### TASK DETAILS
If a line in the data has the string "Option", please show it.

★ ★ ★

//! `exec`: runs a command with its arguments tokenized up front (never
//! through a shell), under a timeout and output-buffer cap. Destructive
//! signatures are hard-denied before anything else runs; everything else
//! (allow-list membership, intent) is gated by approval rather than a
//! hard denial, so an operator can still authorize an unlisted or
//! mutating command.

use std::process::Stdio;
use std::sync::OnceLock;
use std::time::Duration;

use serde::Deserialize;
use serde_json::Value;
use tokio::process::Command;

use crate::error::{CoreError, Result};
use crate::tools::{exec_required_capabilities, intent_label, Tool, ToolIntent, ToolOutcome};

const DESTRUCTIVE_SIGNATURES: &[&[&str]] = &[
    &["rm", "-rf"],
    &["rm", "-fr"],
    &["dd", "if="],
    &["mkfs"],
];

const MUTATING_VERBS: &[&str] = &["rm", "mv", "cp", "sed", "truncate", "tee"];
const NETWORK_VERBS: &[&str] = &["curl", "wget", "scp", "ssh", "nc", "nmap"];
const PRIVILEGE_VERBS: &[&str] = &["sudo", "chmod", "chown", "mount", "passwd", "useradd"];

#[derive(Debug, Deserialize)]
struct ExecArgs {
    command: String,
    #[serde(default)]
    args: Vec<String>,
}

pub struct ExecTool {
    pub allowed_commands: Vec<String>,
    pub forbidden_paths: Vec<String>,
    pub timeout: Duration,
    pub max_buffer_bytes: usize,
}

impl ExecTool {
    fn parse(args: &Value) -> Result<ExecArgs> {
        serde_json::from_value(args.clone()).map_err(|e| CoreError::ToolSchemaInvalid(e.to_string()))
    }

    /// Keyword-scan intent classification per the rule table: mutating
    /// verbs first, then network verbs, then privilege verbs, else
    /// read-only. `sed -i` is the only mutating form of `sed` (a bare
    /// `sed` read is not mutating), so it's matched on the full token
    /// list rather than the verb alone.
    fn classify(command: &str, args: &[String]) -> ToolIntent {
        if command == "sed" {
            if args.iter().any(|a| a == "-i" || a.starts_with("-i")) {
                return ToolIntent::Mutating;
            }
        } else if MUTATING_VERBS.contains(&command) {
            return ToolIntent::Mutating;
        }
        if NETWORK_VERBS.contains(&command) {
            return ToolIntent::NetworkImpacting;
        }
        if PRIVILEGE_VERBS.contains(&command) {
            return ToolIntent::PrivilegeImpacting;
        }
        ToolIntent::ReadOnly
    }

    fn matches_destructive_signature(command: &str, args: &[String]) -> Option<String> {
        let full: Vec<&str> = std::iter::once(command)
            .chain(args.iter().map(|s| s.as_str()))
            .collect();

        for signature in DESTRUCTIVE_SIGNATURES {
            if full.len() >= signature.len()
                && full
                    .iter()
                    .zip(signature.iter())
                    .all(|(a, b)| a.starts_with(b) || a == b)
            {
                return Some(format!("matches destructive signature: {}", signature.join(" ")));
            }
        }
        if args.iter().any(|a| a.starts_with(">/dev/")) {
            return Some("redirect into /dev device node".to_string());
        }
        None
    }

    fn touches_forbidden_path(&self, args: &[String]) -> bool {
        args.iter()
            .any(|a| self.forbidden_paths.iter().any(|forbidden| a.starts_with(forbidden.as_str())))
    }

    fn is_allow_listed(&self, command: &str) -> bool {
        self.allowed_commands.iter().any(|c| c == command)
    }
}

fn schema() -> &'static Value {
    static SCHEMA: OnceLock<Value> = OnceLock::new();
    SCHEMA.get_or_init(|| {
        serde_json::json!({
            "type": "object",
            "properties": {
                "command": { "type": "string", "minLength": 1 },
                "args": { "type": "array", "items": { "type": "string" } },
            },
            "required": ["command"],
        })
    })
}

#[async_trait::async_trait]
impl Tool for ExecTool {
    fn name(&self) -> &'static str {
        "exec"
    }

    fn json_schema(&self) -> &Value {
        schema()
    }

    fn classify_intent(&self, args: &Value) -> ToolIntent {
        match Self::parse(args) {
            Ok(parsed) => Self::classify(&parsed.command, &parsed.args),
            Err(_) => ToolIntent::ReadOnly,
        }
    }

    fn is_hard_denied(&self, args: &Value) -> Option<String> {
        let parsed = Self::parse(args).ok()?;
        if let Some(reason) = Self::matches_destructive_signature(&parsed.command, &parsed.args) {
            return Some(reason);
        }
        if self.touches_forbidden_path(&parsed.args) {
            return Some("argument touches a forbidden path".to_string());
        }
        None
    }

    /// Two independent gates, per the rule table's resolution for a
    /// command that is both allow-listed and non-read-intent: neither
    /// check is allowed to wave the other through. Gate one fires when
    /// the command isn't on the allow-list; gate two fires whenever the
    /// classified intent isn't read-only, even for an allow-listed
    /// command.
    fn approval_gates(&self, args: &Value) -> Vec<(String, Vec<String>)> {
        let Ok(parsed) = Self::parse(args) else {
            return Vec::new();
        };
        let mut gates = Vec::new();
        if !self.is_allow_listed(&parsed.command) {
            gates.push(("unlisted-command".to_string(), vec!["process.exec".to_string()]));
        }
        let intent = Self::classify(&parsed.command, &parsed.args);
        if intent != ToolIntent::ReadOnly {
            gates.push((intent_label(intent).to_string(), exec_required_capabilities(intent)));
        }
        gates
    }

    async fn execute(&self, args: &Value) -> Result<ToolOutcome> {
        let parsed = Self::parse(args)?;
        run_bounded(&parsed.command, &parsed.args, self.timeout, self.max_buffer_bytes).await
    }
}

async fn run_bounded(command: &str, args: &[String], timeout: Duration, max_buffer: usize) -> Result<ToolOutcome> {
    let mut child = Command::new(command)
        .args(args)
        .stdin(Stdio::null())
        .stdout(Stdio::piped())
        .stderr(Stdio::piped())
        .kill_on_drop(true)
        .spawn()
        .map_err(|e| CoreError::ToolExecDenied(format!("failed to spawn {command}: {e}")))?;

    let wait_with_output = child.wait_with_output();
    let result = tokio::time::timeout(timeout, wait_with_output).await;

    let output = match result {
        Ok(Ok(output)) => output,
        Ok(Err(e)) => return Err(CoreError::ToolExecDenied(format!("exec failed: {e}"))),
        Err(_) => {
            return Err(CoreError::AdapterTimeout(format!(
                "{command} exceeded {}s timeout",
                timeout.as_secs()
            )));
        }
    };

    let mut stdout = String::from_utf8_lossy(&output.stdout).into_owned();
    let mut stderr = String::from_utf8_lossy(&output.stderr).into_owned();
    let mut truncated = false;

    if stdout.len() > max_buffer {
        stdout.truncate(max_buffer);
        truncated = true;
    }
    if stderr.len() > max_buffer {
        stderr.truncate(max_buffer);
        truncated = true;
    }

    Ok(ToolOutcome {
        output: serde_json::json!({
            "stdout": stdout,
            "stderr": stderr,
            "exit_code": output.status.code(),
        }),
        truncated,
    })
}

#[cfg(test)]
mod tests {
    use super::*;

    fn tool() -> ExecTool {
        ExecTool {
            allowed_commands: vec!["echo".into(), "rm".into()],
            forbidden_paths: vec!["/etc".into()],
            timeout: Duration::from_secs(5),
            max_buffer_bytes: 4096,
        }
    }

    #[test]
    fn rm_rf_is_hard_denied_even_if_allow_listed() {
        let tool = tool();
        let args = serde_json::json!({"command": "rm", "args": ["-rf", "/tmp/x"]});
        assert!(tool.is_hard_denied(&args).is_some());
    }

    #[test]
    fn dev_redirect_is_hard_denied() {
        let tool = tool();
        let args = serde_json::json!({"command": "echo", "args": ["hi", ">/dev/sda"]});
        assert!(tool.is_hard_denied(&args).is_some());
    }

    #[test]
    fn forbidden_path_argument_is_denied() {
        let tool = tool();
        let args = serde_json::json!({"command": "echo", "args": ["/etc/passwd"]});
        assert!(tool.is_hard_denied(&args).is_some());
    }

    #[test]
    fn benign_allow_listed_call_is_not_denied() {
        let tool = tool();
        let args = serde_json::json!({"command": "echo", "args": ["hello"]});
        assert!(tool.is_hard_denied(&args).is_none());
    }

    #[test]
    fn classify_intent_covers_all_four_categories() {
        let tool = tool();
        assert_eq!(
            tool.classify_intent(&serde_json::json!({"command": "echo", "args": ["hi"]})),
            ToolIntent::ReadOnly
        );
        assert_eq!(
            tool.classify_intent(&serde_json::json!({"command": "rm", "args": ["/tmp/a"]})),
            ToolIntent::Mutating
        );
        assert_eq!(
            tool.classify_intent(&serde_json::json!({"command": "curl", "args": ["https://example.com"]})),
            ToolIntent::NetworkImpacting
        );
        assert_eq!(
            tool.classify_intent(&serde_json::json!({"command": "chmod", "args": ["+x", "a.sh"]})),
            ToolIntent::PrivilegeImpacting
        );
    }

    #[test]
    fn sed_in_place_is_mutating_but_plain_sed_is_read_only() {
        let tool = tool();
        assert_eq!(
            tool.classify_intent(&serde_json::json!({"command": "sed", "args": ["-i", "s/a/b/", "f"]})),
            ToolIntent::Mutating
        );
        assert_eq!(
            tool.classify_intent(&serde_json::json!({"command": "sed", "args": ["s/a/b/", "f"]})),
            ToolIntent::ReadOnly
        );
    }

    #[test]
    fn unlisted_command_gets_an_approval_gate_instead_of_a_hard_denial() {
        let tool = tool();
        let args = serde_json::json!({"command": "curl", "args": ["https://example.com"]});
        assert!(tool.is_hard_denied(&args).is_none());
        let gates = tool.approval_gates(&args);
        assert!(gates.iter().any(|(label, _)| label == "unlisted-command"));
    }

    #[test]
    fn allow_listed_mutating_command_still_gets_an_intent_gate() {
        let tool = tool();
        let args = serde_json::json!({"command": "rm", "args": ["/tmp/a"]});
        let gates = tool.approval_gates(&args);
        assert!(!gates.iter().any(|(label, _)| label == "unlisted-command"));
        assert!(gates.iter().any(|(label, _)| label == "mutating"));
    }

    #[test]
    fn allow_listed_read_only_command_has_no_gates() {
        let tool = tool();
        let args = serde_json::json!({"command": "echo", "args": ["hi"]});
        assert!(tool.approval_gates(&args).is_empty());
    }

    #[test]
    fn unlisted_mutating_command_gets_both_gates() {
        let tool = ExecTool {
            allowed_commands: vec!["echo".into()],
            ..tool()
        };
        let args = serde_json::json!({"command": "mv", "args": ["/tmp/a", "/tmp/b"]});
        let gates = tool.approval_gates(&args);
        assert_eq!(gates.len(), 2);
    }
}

★ ★ ★

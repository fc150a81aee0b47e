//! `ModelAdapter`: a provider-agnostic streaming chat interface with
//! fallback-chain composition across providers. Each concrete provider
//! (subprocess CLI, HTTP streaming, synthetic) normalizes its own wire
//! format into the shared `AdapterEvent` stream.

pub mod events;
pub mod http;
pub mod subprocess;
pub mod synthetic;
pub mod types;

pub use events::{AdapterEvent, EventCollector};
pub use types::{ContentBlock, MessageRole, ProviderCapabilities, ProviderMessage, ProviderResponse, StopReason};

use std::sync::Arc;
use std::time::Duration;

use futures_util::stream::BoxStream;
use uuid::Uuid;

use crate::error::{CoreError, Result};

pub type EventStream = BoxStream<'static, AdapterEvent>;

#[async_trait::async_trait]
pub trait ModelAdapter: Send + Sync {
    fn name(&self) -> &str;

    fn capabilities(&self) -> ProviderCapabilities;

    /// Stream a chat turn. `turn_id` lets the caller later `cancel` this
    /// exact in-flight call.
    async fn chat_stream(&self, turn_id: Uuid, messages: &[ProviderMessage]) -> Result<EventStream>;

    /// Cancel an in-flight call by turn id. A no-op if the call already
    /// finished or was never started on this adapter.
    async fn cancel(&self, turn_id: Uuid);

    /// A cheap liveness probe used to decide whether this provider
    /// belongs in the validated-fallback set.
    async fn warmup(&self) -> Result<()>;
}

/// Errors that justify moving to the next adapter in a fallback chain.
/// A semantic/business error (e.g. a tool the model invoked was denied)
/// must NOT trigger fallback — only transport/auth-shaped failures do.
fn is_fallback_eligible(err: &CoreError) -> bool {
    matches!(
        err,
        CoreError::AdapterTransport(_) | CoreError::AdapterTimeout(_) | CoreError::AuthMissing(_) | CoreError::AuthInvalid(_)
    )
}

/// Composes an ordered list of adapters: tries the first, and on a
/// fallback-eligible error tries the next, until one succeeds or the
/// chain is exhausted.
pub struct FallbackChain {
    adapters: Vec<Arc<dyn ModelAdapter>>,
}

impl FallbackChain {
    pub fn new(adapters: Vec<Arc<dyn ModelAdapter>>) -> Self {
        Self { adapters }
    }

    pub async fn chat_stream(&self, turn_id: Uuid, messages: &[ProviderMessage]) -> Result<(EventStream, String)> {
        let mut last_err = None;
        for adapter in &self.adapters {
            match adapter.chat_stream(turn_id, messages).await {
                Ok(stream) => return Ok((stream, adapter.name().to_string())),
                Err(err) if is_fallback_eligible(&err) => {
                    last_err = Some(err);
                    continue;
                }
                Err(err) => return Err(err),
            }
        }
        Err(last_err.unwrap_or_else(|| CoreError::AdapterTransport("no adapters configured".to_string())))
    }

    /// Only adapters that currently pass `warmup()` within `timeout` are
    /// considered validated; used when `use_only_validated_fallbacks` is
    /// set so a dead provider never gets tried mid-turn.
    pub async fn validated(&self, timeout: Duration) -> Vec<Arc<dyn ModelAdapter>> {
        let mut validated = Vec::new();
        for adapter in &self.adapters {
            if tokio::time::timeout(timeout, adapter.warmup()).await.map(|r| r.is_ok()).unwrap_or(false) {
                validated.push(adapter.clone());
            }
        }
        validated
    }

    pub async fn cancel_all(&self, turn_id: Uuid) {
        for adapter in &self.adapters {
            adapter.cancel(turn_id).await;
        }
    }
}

★ ★ ★

### ANSWER TO THE EXERCISE
    fn matches_destructive_signature(command: &str, args: &[String]) -> Option<String> {
    fn is_hard_denied(&self, args: &Value) -> Option<String> {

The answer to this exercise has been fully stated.